In his Wall Street Journal op-ed article, Indiana Governor Mitch Daniels stated that “(t)here will be no meaningful cost control until we are all cost controllers in our own right.” This belief has shaped Indiana’s health care reform experiment, which strongly encourages state workers to participate in a high deductible, low premium consumer-driven health care plan combined with a health savings account as opposed to the traditional PPO plan.
The idea behind consumer-driven health care is that if people must pay for a larger portion of their health care out-of-pocket, they will be more conscientious regarding which services they elect to receive and will be less likely to overspend on services that are not necessary. Many, such as Daniels, believe that the majority of plans, which require patients to pay less out-of-pocket, encourage wasteful health care spending and the perception that the individual can “buy health care on someone else’s credit card.”

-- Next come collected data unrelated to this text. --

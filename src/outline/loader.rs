use std::{path::PathBuf, sync::Arc};

use anyhow::anyhow;
use tracing::{debug, info, warn};

use super::{
    UiOutlineNode,
    extraction::OutlineSource,
    transform::{TransformOptions, transform_outline},
};

/// Identifies one outline fetch. Only the response to the most recently issued token is applied.
#[derive(Debug, Clone, Copy, Default, PartialEq, Eq, PartialOrd, Ord, Hash)]
pub struct RequestToken(u64);

/// A fetch the loader wants performed. Produced by the loader, consumed by [`fetch`].
#[derive(Debug, Clone)]
pub struct OutlineRequest {
    pub token: RequestToken,
    pub document: PathBuf,
    pub options: TransformOptions,
}

#[derive(Debug, Clone)]
pub struct OutlineResponse {
    pub token: RequestToken,
    /// Errors are carried as text so the response can travel through ui messages
    pub result: Result<Vec<UiOutlineNode>, String>,
}

#[derive(Debug, Clone, PartialEq, Eq, Default)]
pub enum LoadStatus {
    #[default]
    Idle,
    Loading,
    Loaded,
    Failed(String),
}

#[derive(Debug, Default)]
pub struct OutlineLoader {
    document: Option<PathBuf>,
    latest: RequestToken,
    outline: Option<Vec<UiOutlineNode>>,
    status: LoadStatus,
    options: TransformOptions,
}

impl OutlineLoader {
    pub fn new(options: TransformOptions) -> Self {
        Self {
            options,
            ..Default::default()
        }
    }

    pub fn document(&self) -> Option<&PathBuf> {
        self.document.as_ref()
    }

    /// The current normalized outline, `None` until a load has succeeded.
    pub fn outline(&self) -> Option<&[UiOutlineNode]> {
        self.outline.as_deref()
    }

    pub fn status(&self) -> &LoadStatus {
        &self.status
    }

    /// Points the loader at a new document. Returns the fetch to run, if any. Setting the same
    /// document again does nothing, clearing the document drops any pending fetch and the
    /// current outline.
    pub fn set_document(&mut self, document: Option<PathBuf>) -> Option<OutlineRequest> {
        if document == self.document {
            return None;
        }
        self.document = document;
        match self.document.clone() {
            Some(path) => Some(self.issue(path)),
            None => {
                self.next_token();
                self.outline = None;
                self.status = LoadStatus::Idle;
                debug!("Document cleared, outline reset");
                None
            }
        }
    }

    /// Fetches the outline of the current document again, e.g. after the file changed on disk.
    pub fn reload(&mut self) -> Option<OutlineRequest> {
        let path = self.document.clone()?;
        Some(self.issue(path))
    }

    /// Applies a finished fetch. Returns `false` when the response was stale and got discarded.
    pub fn apply(&mut self, response: OutlineResponse) -> bool {
        if response.token != self.latest {
            debug!(
                "Discarding stale outline response {:?}, latest is {:?}",
                response.token, self.latest
            );
            return false;
        }
        match response.result {
            Ok(outline) => {
                info!("Loaded outline with {} top level entries", outline.len());
                self.outline = Some(outline);
                self.status = LoadStatus::Loaded;
            }
            Err(e) => {
                warn!("Could not load outline: {e}");
                self.status = LoadStatus::Failed(e);
            }
        }
        true
    }

    fn issue(&mut self, document: PathBuf) -> OutlineRequest {
        let token = self.next_token();
        self.status = LoadStatus::Loading;
        debug!("Requesting outline for {:?} as {:?}", document, token);
        OutlineRequest {
            token,
            document,
            options: self.options,
        }
    }

    fn next_token(&mut self) -> RequestToken {
        self.latest = RequestToken(self.latest.0 + 1);
        self.latest
    }
}

/// Runs a fetch on the blocking pool and normalizes the result.
pub async fn fetch(request: OutlineRequest, source: Arc<dyn OutlineSource>) -> OutlineResponse {
    let options = request.options;
    let result = tokio::task::spawn_blocking(move || source.fetch_outline())
        .await
        .map_err(|e| anyhow!("Outline task failed: {e}"))
        .and_then(|r| r)
        .and_then(|raw| Ok(transform_outline(raw.as_deref(), options)?))
        .map_err(|e| format!("{e:#}"));
    OutlineResponse {
        token: request.token,
        result,
    }
}

#[cfg(test)]
mod tests {
    use std::sync::atomic::{AtomicUsize, Ordering};

    use anyhow::{Result, bail};

    use super::*;
    use crate::outline::RawOutlineNode;

    #[derive(Debug, Default)]
    struct FakeSource {
        outline: Option<Vec<RawOutlineNode>>,
        fail: bool,
        calls: AtomicUsize,
    }

    impl OutlineSource for FakeSource {
        fn fetch_outline(&self) -> Result<Option<Vec<RawOutlineNode>>> {
            self.calls.fetch_add(1, Ordering::SeqCst);
            if self.fail {
                bail!("broken document");
            }
            Ok(self.outline.clone())
        }
    }

    fn source(titles: &[&str]) -> Arc<FakeSource> {
        Arc::new(FakeSource {
            outline: Some(titles.iter().map(|t| RawOutlineNode::titled(*t)).collect()),
            ..Default::default()
        })
    }

    #[tokio::test]
    async fn loads_outline_for_new_document() {
        let mut loader = OutlineLoader::default();
        let req = loader.set_document(Some("a.pdf".into())).unwrap();
        assert_eq!(loader.status(), &LoadStatus::Loading);

        let response = fetch(req, source(&["One", "Two"])).await;
        assert!(loader.apply(response));
        let names: Vec<_> = loader.outline().unwrap().iter().map(|n| n.name.as_str()).collect();
        assert_eq!(names, ["One", "Two"]);
        assert_eq!(loader.status(), &LoadStatus::Loaded);
    }

    #[test]
    fn same_document_is_not_fetched_twice() {
        let mut loader = OutlineLoader::default();
        assert!(loader.set_document(Some("a.pdf".into())).is_some());
        assert!(loader.set_document(Some("a.pdf".into())).is_none());
        assert!(loader.set_document(Some("b.pdf".into())).is_some());
    }

    #[test]
    fn absent_document_never_fetches() {
        let mut loader = OutlineLoader::default();
        assert!(loader.set_document(None).is_none());
        assert!(loader.outline().is_none());
        assert!(loader.reload().is_none());
        assert_eq!(loader.status(), &LoadStatus::Idle);
    }

    #[tokio::test]
    async fn stale_response_is_discarded() {
        let mut loader = OutlineLoader::default();
        let first = loader.set_document(Some("a.pdf".into())).unwrap();
        let second = loader.set_document(Some("b.pdf".into())).unwrap();

        let second_response = fetch(second, source(&["B"])).await;
        let first_response = fetch(first, source(&["A"])).await;

        assert!(loader.apply(second_response));
        assert!(!loader.apply(first_response));
        assert_eq!(loader.outline().unwrap()[0].name, "B");
    }

    #[tokio::test]
    async fn clearing_document_invalidates_pending_fetch() {
        let mut loader = OutlineLoader::default();
        let req = loader.set_document(Some("a.pdf".into())).unwrap();
        loader.set_document(None);
        assert!(!loader.apply(fetch(req, source(&["A"])).await));
        assert!(loader.outline().is_none());
    }

    #[tokio::test]
    async fn failed_fetch_keeps_previous_outline() {
        let mut loader = OutlineLoader::default();
        let req = loader.set_document(Some("a.pdf".into())).unwrap();
        loader.apply(fetch(req, source(&["Kept"])).await);

        let broken = Arc::new(FakeSource {
            fail: true,
            ..Default::default()
        });
        let req = loader.reload().unwrap();
        assert!(loader.apply(fetch(req, broken.clone()).await));

        assert_eq!(broken.calls.load(Ordering::SeqCst), 1);
        assert_eq!(loader.outline().unwrap()[0].name, "Kept");
        assert!(matches!(loader.status(), LoadStatus::Failed(msg) if msg.contains("broken document")));
    }

    #[tokio::test]
    async fn failed_first_fetch_leaves_outline_unset() {
        let mut loader = OutlineLoader::default();
        let req = loader.set_document(Some("a.pdf".into())).unwrap();
        let broken = Arc::new(FakeSource {
            fail: true,
            ..Default::default()
        });
        loader.apply(fetch(req, broken).await);
        assert!(loader.outline().is_none());
    }

    #[tokio::test]
    async fn missing_outline_loads_as_empty() {
        let mut loader = OutlineLoader::default();
        let req = loader.set_document(Some("a.pdf".into())).unwrap();
        loader.apply(fetch(req, Arc::new(FakeSource::default())).await);
        assert_eq!(loader.outline(), Some(&[][..]));
    }

    #[tokio::test]
    async fn too_deep_outline_is_reported_as_failure() {
        let mut raw = RawOutlineNode::titled("leaf");
        for _ in 0..5 {
            raw = RawOutlineNode::titled("x").with_items(vec![raw]);
        }
        let mut loader = OutlineLoader::new(TransformOptions {
            max_depth: 2,
            ..Default::default()
        });
        let req = loader.set_document(Some("deep.pdf".into())).unwrap();
        let src = Arc::new(FakeSource {
            outline: Some(vec![raw]),
            ..Default::default()
        });
        loader.apply(fetch(req, src).await);
        assert!(matches!(loader.status(), LoadStatus::Failed(msg) if msg.contains("deeper than 2")));
    }
}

Under Indiana’s highest deductible consumer-driven plan, a non-smoking employee’s premium for family coverage is $10.16 bi-weekly, in contrast with the state’s traditional PPO premium, which is $289.04 bi-weekly for a non-smoker. The plan pays 80% of medical costs after the insured meets a deductible of $5,000. To assist the employee in meeting the deductible, the state contributes approximately half of the deductible amount to the employee’s health savings account. Employees may contribute pre-tax dollars to the health savings account and any unused funds are carried over.
Indiana has seen unprecedented success in employee enrollment in the consumer-driven plans, which have been offered since 2006, with over 70% of state workers electing them over the traditional plan in 2010. According to Mercer Consulting’s 2010 case study, the consumer-driven plans were projected to save Indiana $17-23 million and state workers and their families $7-8 million that year. Mercer concluded that the savings were due to significantly less usage of health care resources and services compared to those insured under the PPO plan; however, Mercer did not find evidence that participants in the consumer-driven plan were avoiding care due to the higher deductible.

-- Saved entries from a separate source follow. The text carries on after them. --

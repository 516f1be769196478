use super::time::{NativeTime, TimeKind};

/// Buffer type of one bind entry.
#[derive(Debug, Clone, Copy, PartialEq, Eq)]
pub enum BufferType {
    /// Always NULL on the way out; values are discarded on the way in.
    Null,
    Integer,
    Double,
    Text,
    Blob,
    Temporal(TimeKind),
}

impl BufferType {
    /// Chunked buffers are probed for their length before being fetched.
    #[must_use]
    pub fn is_chunked(self) -> bool {
        matches!(self, BufferType::Text | BufferType::Blob)
    }
}

/// One outgoing parameter value. Chunked values borrow their bytes.
#[derive(Debug, Clone, Copy, PartialEq)]
pub enum NativeValue<'a> {
    Null,
    Integer(i64),
    Unsigned(u64),
    Double(f64),
    Text(&'a [u8]),
    Blob(&'a [u8]),
    Time(&'a NativeTime),
}

impl NativeValue<'_> {
    #[must_use]
    pub fn buffer_type(&self) -> BufferType {
        match self {
            NativeValue::Null => BufferType::Null,
            NativeValue::Integer(_) | NativeValue::Unsigned(_) => BufferType::Integer,
            NativeValue::Double(_) => BufferType::Double,
            NativeValue::Text(_) => BufferType::Text,
            NativeValue::Blob(_) => BufferType::Blob,
            NativeValue::Time(t) => BufferType::Temporal(t.kind),
        }
    }
}

/// Positional parameter bind array handed to a statement handle.
#[derive(Debug, Default)]
pub struct BindArray<'a> {
    values: Vec<NativeValue<'a>>,
}

impl<'a> BindArray<'a> {
    #[must_use]
    pub fn with_capacity(capacity: usize) -> Self {
        Self {
            values: Vec::with_capacity(capacity),
        }
    }

    pub fn push(&mut self, value: NativeValue<'a>) {
        self.values.push(value);
    }

    #[must_use]
    pub fn len(&self) -> usize {
        self.values.len()
    }

    #[must_use]
    pub fn is_empty(&self) -> bool {
        self.values.is_empty()
    }

    #[must_use]
    pub fn as_slice(&self) -> &[NativeValue<'a>] {
        &self.values
    }

    pub(crate) fn into_values(self) -> Vec<NativeValue<'a>> {
        self.values
    }
}

impl<'a> FromIterator<NativeValue<'a>> for BindArray<'a> {
    fn from_iter<I: IntoIterator<Item = NativeValue<'a>>>(iter: I) -> Self {
        Self {
            values: iter.into_iter().collect(),
        }
    }
}

/// Fixed-size payload written by a fetch.
#[derive(Debug, Clone, Copy, PartialEq, Default)]
pub enum FixedValue {
    #[default]
    Empty,
    Integer(i64),
    Double(f64),
    Time(NativeTime),
}

/// Result bind descriptor for one column.
///
/// Chunked buffer types have zero capacity: a fetch only reports their true
/// `length` and sets `truncated`; the bytes are read with
/// [`super::StatementHandle::fetch_column`].
#[derive(Debug, Clone, PartialEq)]
pub struct ResultBind {
    pub buffer_type: BufferType,
    pub value: FixedValue,
    pub length: usize,
    pub is_null: bool,
    pub truncated: bool,
}

impl ResultBind {
    #[must_use]
    pub fn new(buffer_type: BufferType) -> Self {
        Self {
            buffer_type,
            value: FixedValue::Empty,
            length: 0,
            is_null: false,
            truncated: false,
        }
    }

    pub(crate) fn clear(&mut self) {
        self.value = FixedValue::Empty;
        self.length = 0;
        self.is_null = false;
        self.truncated = false;
    }
}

Given the savings demonstrated for both the state government and the insured employees, one may expect that other states in the union would be rushing to implement such plans in their public sectors. However, evidence shows that employee support has been poor, with merely 2% of state employees enrolling in consumer-driven plans offered in other states.

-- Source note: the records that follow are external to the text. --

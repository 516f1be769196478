use std::collections::VecDeque;

use rusqlite::types::{ToSqlOutput, Value, ValueRef};
use rusqlite::{OpenFlags, ToSql};
use tracing::debug;

use crate::config::ConnectOptions;

use super::statement::{StatementHandle, StoredValue};
use super::value::NativeValue;
use super::{NativeError, codes};

const UTF8_CHARSETS: [&str; 3] = ["utf8", "utf8mb4", "utf-8"];

/// Exclusively owned session with the embedded engine.
///
/// Closed when dropped. Not `Sync`; callers serialize access.
pub struct SessionHandle {
    conn: rusqlite::Connection,
    last_error: Option<NativeError>,
}

/// Stored outcome of one execution.
pub(super) struct Execution {
    pub(super) rows: VecDeque<Vec<StoredValue>>,
    pub(super) affected_rows: u64,
    pub(super) insert_id: u64,
}

impl SessionHandle {
    /// Open a session using the supplied options.
    ///
    /// # Errors
    ///
    /// Returns a [`NativeError`] if the host is not local, the charset is not
    /// UTF-8 or the engine refuses to open the database.
    pub fn open(opts: &ConnectOptions) -> Result<Self, NativeError> {
        match opts.host.as_deref() {
            None | Some("" | "localhost" | "127.0.0.1" | "::1") => {}
            Some(other) => {
                return Err(NativeError::client(
                    codes::UNKNOWN_HOST,
                    format!("host {other:?} is not reachable by the embedded engine"),
                ));
            }
        }
        let charset = opts.charset.to_ascii_lowercase();
        if !UTF8_CHARSETS.contains(&charset.as_str()) {
            return Err(NativeError::client(
                codes::UNSUPPORTED_CHARSET,
                format!("unsupported connection charset {:?}", opts.charset),
            ));
        }
        if opts.user.is_some() || opts.unix_socket.is_some() || opts.port != 0 {
            debug!(
                database = %opts.database,
                "user, port and socket settings are not used by the embedded engine"
            );
        }

        let mut flags = OpenFlags::SQLITE_OPEN_NO_MUTEX;
        if opts.flags.read_only {
            flags |= OpenFlags::SQLITE_OPEN_READ_ONLY;
        } else {
            flags |= OpenFlags::SQLITE_OPEN_READ_WRITE;
            if opts.flags.create {
                flags |= OpenFlags::SQLITE_OPEN_CREATE;
            }
        }
        if opts.flags.shared_cache {
            flags |= OpenFlags::SQLITE_OPEN_SHARED_CACHE;
        }
        if opts.flags.uri {
            flags |= OpenFlags::SQLITE_OPEN_URI;
        }

        let conn = rusqlite::Connection::open_with_flags(&opts.database, flags)?;
        conn.set_prepared_statement_cache_capacity(opts.statement_cache_capacity);
        Ok(Self {
            conn,
            last_error: None,
        })
    }

    /// Prepare `sql`, reporting the engine's parameter and column counts.
    ///
    /// # Errors
    ///
    /// Returns the engine's error when the SQL text is rejected.
    pub fn prepare(&mut self, sql: &str) -> Result<StatementHandle, NativeError> {
        let described = match self.conn.prepare_cached(sql) {
            Ok(stmt) => Ok((
                stmt.parameter_count(),
                stmt.column_count(),
                stmt.column_names()
                    .into_iter()
                    .map(str::to_owned)
                    .collect::<Vec<_>>(),
            )),
            Err(err) => Err(NativeError::from(err)),
        };
        let (param_count, column_count, column_names) = described.map_err(|err| self.fail(err))?;
        Ok(StatementHandle::new(
            sql,
            param_count,
            column_count,
            column_names,
        ))
    }

    /// Run a script of one or more statements without parameters.
    ///
    /// # Errors
    ///
    /// Returns the engine's error for the first failing statement.
    pub fn execute_batch(&mut self, sql: &str) -> Result<(), NativeError> {
        let result = self.conn.execute_batch(sql).map_err(NativeError::from);
        result.map_err(|err| self.fail(err))
    }

    #[must_use]
    pub fn last_error(&self) -> Option<&NativeError> {
        self.last_error.as_ref()
    }

    /// Execute `sql` with bound values and store every produced row.
    pub(super) fn run(
        &mut self,
        sql: &str,
        column_count: usize,
        params: &[NativeValue<'_>],
    ) -> Result<Execution, NativeError> {
        let outputs = params
            .iter()
            .map(to_sql_output)
            .collect::<Result<Vec<_>, _>>()?;
        let param_refs: Vec<&dyn ToSql> = outputs.iter().map(|o| o as &dyn ToSql).collect();

        let before = self.conn.last_insert_rowid();
        let mut stmt = self.conn.prepare_cached(sql)?;
        if column_count == 0 {
            let changed = stmt.execute(&param_refs[..])?;
            return Ok(Execution {
                rows: VecDeque::new(),
                affected_rows: changed as u64,
                insert_id: if changed > 0 { rowid(&self.conn) } else { 0 },
            });
        }

        let mut rows_iter = stmt.query(&param_refs[..])?;
        let mut rows = VecDeque::new();
        while let Some(row) = rows_iter.next()? {
            let mut values = Vec::with_capacity(column_count);
            for idx in 0..column_count {
                values.push(StoredValue::from(row.get_ref(idx)?));
            }
            rows.push_back(values);
        }
        drop(rows_iter);

        // Only `INSERT .. RETURNING` moves the rowid on the query path.
        let after = self.conn.last_insert_rowid();
        Ok(Execution {
            affected_rows: rows.len() as u64,
            rows,
            insert_id: if after == before { 0 } else { rowid(&self.conn) },
        })
    }

    fn fail(&mut self, err: NativeError) -> NativeError {
        self.last_error = Some(err.clone());
        err
    }
}

/// Rowid of the most recent insert on the session, or 0 when none applies.
fn rowid(conn: &rusqlite::Connection) -> u64 {
    u64::try_from(conn.last_insert_rowid()).unwrap_or(0)
}

fn to_sql_output<'a>(value: &NativeValue<'a>) -> Result<ToSqlOutput<'a>, NativeError> {
    Ok(match *value {
        NativeValue::Null => ToSqlOutput::Owned(Value::Null),
        NativeValue::Integer(i) => ToSqlOutput::Owned(Value::Integer(i)),
        NativeValue::Unsigned(u) => {
            let i = i64::try_from(u).map_err(|_| {
                NativeError::client(
                    codes::OUT_OF_RANGE,
                    format!("unsigned value {u} exceeds the engine's integer range"),
                )
            })?;
            ToSqlOutput::Owned(Value::Integer(i))
        }
        NativeValue::Double(f) => ToSqlOutput::Owned(Value::Real(f)),
        NativeValue::Text(bytes) => ToSqlOutput::Borrowed(ValueRef::Text(bytes)),
        NativeValue::Blob(bytes) => ToSqlOutput::Borrowed(ValueRef::Blob(bytes)),
        NativeValue::Time(t) => ToSqlOutput::Owned(Value::Text(t.to_text())),
    })
}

So why has Indiana succeeded where other states have failed?
According to Stateline, Indiana’s success can be largely attributed to its intensive effort to educate state employees on the consumer-driven programs and its contributions to health savings accounts. Other states may be reluctant to request legislators to make room in already-overstretched state budgets to take the initial risk of funding employee accounts. One of Governor Daniels’ first acts when he took office was to eliminate collective bargaining rights for state employees, which may also be a contributing factor to the success of the experiment. However, in many states, such attempted measures have been hotly contested and many unsuccessful. Additionally, there is a concern that along with greater participation in consumer-driven plans will come higher costs.
Do you think that consumer-driven health plans in the public sector are the answer for other states attempting to cut health care costs? Is it a model for federal health reform?